Sure, we had some hot days back at good old Sacred Heart in Yonkers, especially after a few sunny days had heated up the bricks real nice. But there we always had a couple of fans in the sanctuary, and the merciful breeze that might pass across the sanctuary between the propped open side door to Convent Ave. and the friars' chapel. (Passing also by the door on which the stained glass window depicts, according to me, St. Norbert, against the opinion of certain pastors who say it's St. Dominic.)
No such mercies at the Sisters' today. Not to be gross, but I was sweating outrageously. So much so that I was very careful when making the slight bow at the institution narrative not to sweat onto the sacred species! I read once that this was one of the original purposes of the maniple, to be a kind of hanky for sweaty celebrants. But no maniple for me. Thanks Tres abhinc annos!
The point is that I was nonetheless very happy. Happy to have been given, even with all my distraction and sin, this beautiful and mysterious service at the altar of the Lord's Sacrifice, happy to love the people he gave me to pray with today, doing my best to gather up their own prayers into that same one Sacrifice.
I think these are very precious moments in the spiritual journey, these moments when we have an experience of spiritual joy even in the midst of some more earthly affliction, whether that be something as simple and bodily as the heat or something touching more on the interior person like depression or anxiety. We experience, at least for that moment, the spiritual truth that our deliverance from suffering doesn't exactly mean we don't suffer anymore, but that we have found ourselves within a reality that it is greater than ourselves, and more beautiful, joyful, and durable than our suffering.
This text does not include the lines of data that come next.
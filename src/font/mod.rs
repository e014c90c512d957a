//! # Font Management
//!
//! Font identity, lookup, and text measurement.
//!
//! The engine renders with the 14 standard PDF fonts, which ship with every
//! viewer and need no embedding. Custom TTF/OTF fonts can be registered to
//! drive *measurement* (so layout matches a canvas target that loads the same
//! font); the PDF target substitutes the closest standard font for them —
//! embedding is future work.

pub mod metrics;

pub use metrics::StandardFontMetrics;

use std::collections::HashMap;

use serde::{Deserialize, Serialize};

use crate::error::LaudoError;

/// Identity of a font face: family + weight + italic. This triple travels
/// inside draw instructions so render targets can reproduce the exact face.
#[derive(Debug, Clone, Hash, PartialEq, Eq, Serialize, Deserialize)]
pub struct FontKey {
    pub family: String,
    pub weight: u32,
    pub italic: bool,
}

impl FontKey {
    pub fn new(family: &str, weight: u32, italic: bool) -> Self {
        Self {
            family: family.to_string(),
            weight,
            italic,
        }
    }
}

/// Resolved font data behind a key.
#[derive(Debug, Clone)]
pub enum FontData {
    /// One of the 14 standard PDF fonts. No embedding needed.
    Standard(StandardFont),
    /// A registered TrueType/OpenType font, kept for its metrics only.
    Custom(CustomFontMetrics),
}

/// Parsed metrics from a TrueType/OpenType font via ttf-parser.
#[derive(Debug, Clone)]
pub struct CustomFontMetrics {
    pub units_per_em: u16,
    pub advance_widths: HashMap<char, u16>,
    pub default_advance: u16,
    pub ascender: i16,
    pub descender: i16,
}

impl CustomFontMetrics {
    /// Advance width of a character in points.
    pub fn char_width(&self, ch: char, font_size: f64) -> f64 {
        let w = self
            .advance_widths
            .get(&ch)
            .copied()
            .unwrap_or(self.default_advance);
        (w as f64 / self.units_per_em as f64) * font_size
    }

    /// Parse metrics from raw font data.
    pub fn from_font_data(data: &[u8]) -> Result<Self, LaudoError> {
        let face = ttf_parser::Face::parse(data, 0)
            .map_err(|e| LaudoError::Font(format!("could not parse font data: {}", e)))?;
        let units_per_em = face.units_per_em();
        let ascender = face.ascender();
        let descender = face.descender();

        let mut advance_widths = HashMap::new();
        let mut default_advance = 0u16;

        // Latin coverage (plus general punctuation) is enough for report text;
        // anything else falls back to the default advance.
        let ranges = [0x20u32..=0x2AF, 0x2000..=0x20AC];
        for code in ranges.into_iter().flatten() {
            if let Some(ch) = char::from_u32(code) {
                if let Some(glyph_id) = face.glyph_index(ch) {
                    let advance = face.glyph_hor_advance(glyph_id).unwrap_or(0);
                    advance_widths.insert(ch, advance);
                    if ch == ' ' {
                        default_advance = advance;
                    }
                }
            }
        }

        if default_advance == 0 {
            default_advance = units_per_em / 2;
        }

        Ok(CustomFontMetrics {
            units_per_em,
            advance_widths,
            default_advance,
            ascender,
            descender,
        })
    }
}

/// The 14 standard PDF fonts.
#[derive(Debug, Clone, Copy)]
pub enum StandardFont {
    Helvetica,
    HelveticaBold,
    HelveticaOblique,
    HelveticaBoldOblique,
    TimesRoman,
    TimesBold,
    TimesItalic,
    TimesBoldItalic,
    Courier,
    CourierBold,
    CourierOblique,
    CourierBoldOblique,
    Symbol,
    ZapfDingbats,
}

impl StandardFont {
    /// The PDF base-font name.
    pub fn pdf_name(&self) -> &'static str {
        match self {
            Self::Helvetica => "Helvetica",
            Self::HelveticaBold => "Helvetica-Bold",
            Self::HelveticaOblique => "Helvetica-Oblique",
            Self::HelveticaBoldOblique => "Helvetica-BoldOblique",
            Self::TimesRoman => "Times-Roman",
            Self::TimesBold => "Times-Bold",
            Self::TimesItalic => "Times-Italic",
            Self::TimesBoldItalic => "Times-BoldItalic",
            Self::Courier => "Courier",
            Self::CourierBold => "Courier-Bold",
            Self::CourierOblique => "Courier-Oblique",
            Self::CourierBoldOblique => "Courier-BoldOblique",
            Self::Symbol => "Symbol",
            Self::ZapfDingbats => "ZapfDingbats",
        }
    }

    /// Advance-width table for this font. The oblique/italic cuts share
    /// their upright widths; Symbol and ZapfDingbats carry no Latin text and
    /// are approximated (they are unreachable through family resolution).
    pub fn metrics(&self) -> &'static StandardFontMetrics {
        match self {
            Self::Helvetica | Self::HelveticaOblique => &metrics::HELVETICA,
            Self::HelveticaBold | Self::HelveticaBoldOblique => &metrics::HELVETICA_BOLD,
            Self::TimesRoman | Self::TimesItalic => &metrics::TIMES_ROMAN,
            Self::TimesBold | Self::TimesBoldItalic => &metrics::TIMES_BOLD,
            Self::Courier
            | Self::CourierBold
            | Self::CourierOblique
            | Self::CourierBoldOblique => &metrics::COURIER,
            Self::Symbol | Self::ZapfDingbats => &metrics::HELVETICA,
        }
    }
}

/// Maps font family + weight + style to font data.
pub struct FontRegistry {
    fonts: HashMap<FontKey, FontData>,
}

impl Default for FontRegistry {
    fn default() -> Self {
        Self::new()
    }
}

impl FontRegistry {
    pub fn new() -> Self {
        let mut fonts = HashMap::new();

        let standard_mappings = vec![
            (("Helvetica", 400, false), StandardFont::Helvetica),
            (("Helvetica", 700, false), StandardFont::HelveticaBold),
            (("Helvetica", 400, true), StandardFont::HelveticaOblique),
            (("Helvetica", 700, true), StandardFont::HelveticaBoldOblique),
            (("Times", 400, false), StandardFont::TimesRoman),
            (("Times", 700, false), StandardFont::TimesBold),
            (("Times", 400, true), StandardFont::TimesItalic),
            (("Times", 700, true), StandardFont::TimesBoldItalic),
            (("Courier", 400, false), StandardFont::Courier),
            (("Courier", 700, false), StandardFont::CourierBold),
            (("Courier", 400, true), StandardFont::CourierOblique),
            (("Courier", 700, true), StandardFont::CourierBoldOblique),
        ];

        for ((family, weight, italic), font) in standard_mappings {
            fonts.insert(FontKey::new(family, weight, italic), FontData::Standard(font));
        }

        Self { fonts }
    }

    /// Look up a font: exact key, then snapped weight (≥600 → 700, else 400),
    /// then Helvetica at the snapped weight.
    pub fn resolve(&self, family: &str, weight: u32, italic: bool) -> &FontData {
        if let Some(font) = self.fonts.get(&FontKey::new(family, weight, italic)) {
            return font;
        }

        let snapped = if weight >= 600 { 700 } else { 400 };
        if let Some(font) = self.fonts.get(&FontKey::new(family, snapped, italic)) {
            return font;
        }

        self.fonts
            .get(&FontKey::new("Helvetica", snapped, italic))
            .unwrap_or_else(|| {
                self.fonts
                    .get(&FontKey::new("Helvetica", 400, false))
                    .expect("Helvetica must be registered")
            })
    }

    /// Register a custom font for measurement.
    pub fn register(
        &mut self,
        family: &str,
        weight: u32,
        italic: bool,
        data: &[u8],
    ) -> Result<(), LaudoError> {
        let metrics = CustomFontMetrics::from_font_data(data)?;
        self.fonts.insert(
            FontKey::new(family, weight, italic),
            FontData::Custom(metrics),
        );
        Ok(())
    }
}

/// Shared font context used by layout and the PDF target.
/// Provides text measurement with real glyph metrics.
pub struct FontContext {
    registry: FontRegistry,
}

impl Default for FontContext {
    fn default() -> Self {
        Self::new()
    }
}

impl FontContext {
    pub fn new() -> Self {
        Self {
            registry: FontRegistry::new(),
        }
    }

    /// Advance width of a single character in points.
    pub fn char_width(&self, ch: char, family: &str, weight: u32, italic: bool, font_size: f64) -> f64 {
        match self.registry.resolve(family, weight, italic) {
            FontData::Standard(std_font) => std_font.metrics().char_width(ch, font_size),
            FontData::Custom(m) => m.char_width(ch, font_size),
        }
    }

    /// Width of a string in points.
    pub fn measure_string(
        &self,
        text: &str,
        family: &str,
        weight: u32,
        italic: bool,
        font_size: f64,
        letter_spacing: f64,
    ) -> f64 {
        match self.registry.resolve(family, weight, italic) {
            FontData::Standard(std_font) => {
                std_font.metrics().measure_string(text, font_size, letter_spacing)
            }
            FontData::Custom(m) => {
                let mut width = 0.0;
                for ch in text.chars() {
                    width += m.char_width(ch, font_size) + letter_spacing;
                }
                width
            }
        }
    }

    /// Resolve a font key to its font data.
    pub fn resolve(&self, family: &str, weight: u32, italic: bool) -> &FontData {
        self.registry.resolve(family, weight, italic)
    }

    /// Register a custom font for measurement.
    pub fn register(
        &mut self,
        family: &str,
        weight: u32,
        italic: bool,
        data: &[u8],
    ) -> Result<(), LaudoError> {
        self.registry.register(family, weight, italic, data)
    }
}

#[cfg(test)]
mod tests {
    use super::*;

    #[test]
    fn test_helvetica_body_size_widths() {
        let ctx = FontContext::new();
        // 'o' is 556/1000 em in the Helvetica AFM table.
        let w = ctx.char_width('o', "Helvetica", 400, false, 10.5);
        assert!((w - 5.838).abs() < 0.001);
    }

    #[test]
    fn test_bold_labels_measure_wider() {
        let ctx = FontContext::new();
        let regular = ctx.measure_string("Placa", "Helvetica", 400, false, 10.5, 0.0);
        let bold = ctx.measure_string("Placa", "Helvetica", 700, false, 10.5, 0.0);
        assert!(bold > regular);
    }

    #[test]
    fn test_unknown_family_falls_back_to_helvetica() {
        let ctx = FontContext::new();
        let helvetica = ctx.measure_string("motor", "Helvetica", 400, false, 10.0, 0.0);
        let unknown = ctx.measure_string("motor", "Grotesque Sans", 400, false, 10.0, 0.0);
        assert!((helvetica - unknown).abs() < 0.001);
    }

    #[test]
    fn test_intermediate_weights_snap() {
        let ctx = FontContext::new();
        let w700 = ctx.char_width('R', "Helvetica", 700, false, 13.0);
        let w650 = ctx.char_width('R', "Helvetica", 650, false, 13.0);
        let w300 = ctx.char_width('R', "Helvetica", 300, false, 13.0);
        let w400 = ctx.char_width('R', "Helvetica", 400, false, 13.0);
        assert!((w700 - w650).abs() < 0.001);
        assert!((w400 - w300).abs() < 0.001);
    }

    #[test]
    fn test_measure_string_accented() {
        let ctx = FontContext::new();
        let plain = ctx.measure_string("analise", "Helvetica", 400, false, 10.0, 0.0);
        let accented = ctx.measure_string("análise", "Helvetica", 400, false, 10.0, 0.0);
        assert!((plain - accented).abs() < 0.001);
    }

    #[test]
    fn test_register_rejects_garbage() {
        let mut ctx = FontContext::new();
        let err = ctx.register("Broken", 400, false, b"not a font").unwrap_err();
        assert!(matches!(err, LaudoError::Font(_)));
    }
}
//! Vertical cursor tracking the write position across pages.

use crate::error::LaudoError;
use crate::layout::PageGeometry;

/// Tolerance for boundary comparisons, so content measured to exactly fill
/// a page does not spill onto the next one through float drift.
const EPSILON: f64 = 1e-6;

/// Tracks the current vertical position and page while content flows top to
/// bottom. `y` always satisfies `top <= y <= limit`; crossing the limit
/// starts a new page rather than writing into the bottom margin.
#[derive(Debug, Clone)]
pub struct PageCursor {
    top: f64,
    limit: f64,
    y: f64,
    page_index: usize,
}

impl PageCursor {
    pub fn new(page_height: f64, top_margin: f64, bottom_margin: f64) -> Result<Self, LaudoError> {
        if page_height <= 0.0 {
            return Err(LaudoError::InvalidLayout(format!(
                "page height must be positive, got {}",
                page_height
            )));
        }
        if top_margin < 0.0 || bottom_margin < 0.0 {
            return Err(LaudoError::InvalidLayout(
                "page margins must not be negative".to_string(),
            ));
        }
        let limit = page_height - bottom_margin;
        if top_margin >= limit {
            return Err(LaudoError::InvalidLayout(
                "vertical margins leave no content height".to_string(),
            ));
        }
        Ok(Self {
            top: top_margin,
            limit,
            y: top_margin,
            page_index: 0,
        })
    }

    pub fn from_geometry(geometry: &PageGeometry) -> Result<Self, LaudoError> {
        geometry.validate()?;
        Self::new(geometry.height(), geometry.margin.top, geometry.margin.bottom)
    }

    /// Moves the cursor down by `by` points. If the move would cross into
    /// the bottom margin, the cursor jumps to the top of a fresh page
    /// instead (without applying `by`) and `true` is returned so the caller
    /// can re-issue the move on the new page.
    pub fn advance(&mut self, by: f64) -> bool {
        if self.y + by > self.limit + EPSILON {
            log::trace!(
                "content overflow at y {:.2} (+{:.2} > {:.2}), starting page {}",
                self.y,
                by,
                self.limit,
                self.page_index + 1
            );
            self.page_index += 1;
            self.y = self.top;
            true
        } else {
            self.y += by;
            false
        }
    }

    /// Whether `needed` points still fit on the current page. Never moves
    /// the cursor.
    pub fn ensure_space(&self, needed: f64) -> bool {
        self.y + needed <= self.limit + EPSILON
    }

    pub fn force_new_page(&mut self) {
        self.page_index += 1;
        self.y = self.top;
        log::trace!("forced break, starting page {}", self.page_index);
    }

    pub fn y(&self) -> f64 {
        self.y
    }

    pub fn page_index(&self) -> usize {
        self.page_index
    }

    pub fn remaining(&self) -> f64 {
        self.limit - self.y
    }

    pub fn at_page_top(&self) -> bool {
        (self.y - self.top).abs() < EPSILON
    }
}

#[cfg(test)]
mod tests {
    use super::*;
    use crate::layout::{Edges, PageSize};

    #[test]
    fn test_starts_at_top_margin_of_first_page() {
        let cursor = PageCursor::new(841.89, 54.0, 54.0).unwrap();
        assert!((cursor.y() - 54.0).abs() < 0.001);
        assert_eq!(cursor.page_index(), 0);
        assert!(cursor.at_page_top());
    }

    #[test]
    fn test_advance_accumulates_within_page() {
        let mut cursor = PageCursor::new(100.0, 10.0, 10.0).unwrap();
        assert!(!cursor.advance(30.0));
        assert!(!cursor.advance(20.0));
        assert!((cursor.y() - 60.0).abs() < 0.001);
        assert_eq!(cursor.page_index(), 0);
        assert!(!cursor.at_page_top());
    }

    #[test]
    fn test_exact_fill_breaks_only_on_next_advance() {
        // Limit is 90; two 40pt moves land exactly on it.
        let mut cursor = PageCursor::new(100.0, 10.0, 10.0).unwrap();
        assert!(!cursor.advance(40.0));
        assert!(!cursor.advance(40.0));
        assert!((cursor.y() - 90.0).abs() < 0.001);
        assert_eq!(cursor.page_index(), 0);

        assert!(cursor.advance(10.0));
        assert_eq!(cursor.page_index(), 1);
        assert!((cursor.y() - 10.0).abs() < 0.001);
        assert!(cursor.at_page_top());
    }

    #[test]
    fn test_epsilon_absorbs_float_drift_at_the_boundary() {
        let mut cursor = PageCursor::new(100.0, 10.0, 10.0).unwrap();
        assert!(!cursor.advance(40.0));
        // A hair over the limit from accumulated float error still fits.
        assert!(!cursor.advance(40.0000001));
        assert_eq!(cursor.page_index(), 0);
    }

    #[test]
    fn test_ensure_space_peeks_without_moving() {
        let mut cursor = PageCursor::new(100.0, 10.0, 10.0).unwrap();
        cursor.advance(50.0);
        assert!(cursor.ensure_space(30.0));
        assert!(cursor.ensure_space(30.0)); // repeatable
        assert!(!cursor.ensure_space(30.1));
        assert!((cursor.y() - 60.0).abs() < 0.001);
        assert_eq!(cursor.page_index(), 0);
    }

    #[test]
    fn test_force_new_page_resets_to_top() {
        let mut cursor = PageCursor::new(100.0, 10.0, 10.0).unwrap();
        cursor.advance(25.0);
        cursor.force_new_page();
        assert_eq!(cursor.page_index(), 1);
        assert!((cursor.y() - 10.0).abs() < 0.001);
        assert!(cursor.at_page_top());
    }

    #[test]
    fn test_page_index_never_decreases() {
        let mut cursor = PageCursor::new(100.0, 10.0, 10.0).unwrap();
        let mut last = cursor.page_index();
        for _ in 0..40 {
            cursor.advance(17.3);
            assert!(cursor.page_index() >= last);
            last = cursor.page_index();
        }
        assert!(last >= 8);
    }

    #[test]
    fn test_rejects_unusable_vertical_geometry() {
        assert!(PageCursor::new(-5.0, 0.0, 0.0).is_err());
        assert!(PageCursor::new(100.0, -1.0, 0.0).is_err());
        assert!(PageCursor::new(100.0, 60.0, 60.0).is_err());
    }

    #[test]
    fn test_from_geometry_uses_margins() {
        let geometry = PageGeometry {
            size: PageSize::Custom {
                width: 400.0,
                height: 150.0,
            },
            margin: Edges::uniform(20.0),
        };
        let cursor = PageCursor::from_geometry(&geometry).unwrap();
        assert!((cursor.y() - 20.0).abs() < 0.001);
        assert!((cursor.remaining() - 110.0).abs() < 0.001);
    }
}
In fact, our suffering can even make this distinction more apparent, more clear. I think that perhaps this is what the saints were about when they experienced a desire to suffer; they wished to see more clearly the peace and beauty of the divine reality on which their truest selves stood, and were able to do so better when this experience was in contrast with their experience of their own wretchedness.
During Holy Communion, I was reminded of Simone Weil's description of her experience at Solesmes:
In 1938 I spent ten days at Solesmes, from Palm Sunday to Easter Tuesday, following all the liturgical services. I was suffering from splitting headaches; each sound hurt me like a blow; by an extreme effort of concentration I was able to rise above this wretched flesh, to leave it to suffer by itself, heaped up in a corner, and to find a pure and perfect joy in the unimaginable beauty of the chanting and the words. This experience enabled me by analogy to get a better understanding of the possibility of loving divine love in the midst of affliction. It goes without saying that in the course of these services the thought of the Passion of Christ entered into my being once and for all. (Waiting for God)
1 comment:
What a blessing that the wonder and beauty of the Holy Mass was able to lift you above the discomforts of the heat! The Lord certainly wanted to communicate to you something of His loving nature and there is no better place to experience this than in the Mass. For what greater sign do we have, other than the cross, of Jesus' great love for us, love that He never stops giving to us. I praise Him for your experience.